Ashlyn Harris – la fierté jusqu’au bout des doigts

Elle a porté le brassard de capitaine pour l’une des dernières franchises à être entrée en jeu au sein de la National Women’s Soccer League, l’Orlando Pride. Plébiscitée par les fans à de nombreuses reprises, Ashlyn Harris a décidé de donner un sens particulier à sa carrière de gardienne. Retour sur le parcours de celle qui sauve bien plus que des tirs. 

Une lionne dans les cages

Harris naît à Satellite Beach, en Floride. Elle y grandit avec son frère, Chris. Les batailles quotidiennes de sa famille marque Ashlyn. Que cela soit dans l’obtention de bons alimentaires tout comme l’absence de leurs parents, à cause des rotations professionnelles inlassables pour tenter de leur offrir une enfance décente. Cela se solde par un divorce chaotique qui affecte beaucoup les enfants Harris : Chris le prend très mal et, pour Harris, la seule solution a été la fuite en avant. Elle se consacre corps et âmes au football, sa clé d’entrée dans des sphères qu’elle n’aurait pu atteindre autrement : c’est ainsi qu’elle peut rejoindre l’université de Caroline du Nord, où elle jouera sous la coupe du légendaire Anson Dorrance, ancien coach de l’USWNT qui remporta la première Coupe du Monde en 1991. 

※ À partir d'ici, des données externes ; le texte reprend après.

//! This file is the root of the `fdf` Rust crate: the filesystem-based data frame.
//!
//! A directory of array files is a data frame. Each file name encodes where its
//! array belongs (`column.sub.__marker__...`), how it is serialized (the backend
//! tag) and, optionally, how it is compressed. This crate parses those names,
//! assembles them into one tree per column and resolves each tree into Arrow data.
//!
//! Its responsibilities at this level are limited to declaring the modules and
//! re-exporting the public API.
//!
//! ```no_run
//! let roots = fdf::parse_tree(["frame/price.txt", "frame/price.__valuemap__.json"])?;
//! let value = fdf::resolve(&roots[0])?;
//! # Ok::<(), fdf::FdfError>(())
//! ```

//==================================================================================
// 0. Constants
//==================================================================================
/// The crate version, automatically set from Cargo.toml at compile time.
pub const VERSION: &str = env!("CARGO_PKG_VERSION");
//==================================================================================
// 1. Module Declarations
//==================================================================================
#[macro_use]
pub mod observability; // Make macros available throughout the crate

pub mod backends;
pub mod bridge;
pub mod buffer_layout;
pub mod config;
pub mod descriptor;
pub mod kernels;
pub mod naming;
pub mod registry;
pub mod resolve;
pub mod types;

mod error;
mod null_handling;

//==================================================================================
// 2. Public API
//==================================================================================
pub use bridge::{parse_tree, resolve, FdfContext};
pub use config::FdfConfig;
pub use descriptor::{ArrayDescriptor, TreeAssembler};
pub use error::FdfError;
pub use naming::{NameFilter, NameGrammar};
pub use registry::{Backend, BackendRegistry, ByteSource, Compression, CompressionRegistry};
pub use resolve::Resolver;
pub use types::{ArrayRole, FdfValue};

Gardienne physique qui apprécie les duels, elle remporte la Coupe du Monde U23, avant d’être convoquée en équipe Senior, remporte deux fois le championnat de la NCAA avec les Tar Heels, et le championnat de la WPS avec le Western New York Flash. Elle passe par une expérience en Europe, à Duisbourg en Frauen Bundesliga, et au Tyresö FF, en Suède, à l’époque où d’autres joueuses de l’USWNT sont aussi dans l’équipe, Press, Klingenberg, Krieger. Gardienne titulaire du Washington Freedom puis du Washington Spirit aux USA, elle participe à la fondation de la franchise d’Orlando, l’Orlando Pride. La native de Floride devient rapidement une figure de proue de la franchise, même si elle cède, sur blessure, son brassard à Ali Krieger. Elle remporte régulièrement en NWSL le titre du « save of the week » et d’aucuns diront qu’Harris les obtient plus parce qu’elle fait partie des joueuses préférées, que par le côté spectaculaire de ses arrêts. 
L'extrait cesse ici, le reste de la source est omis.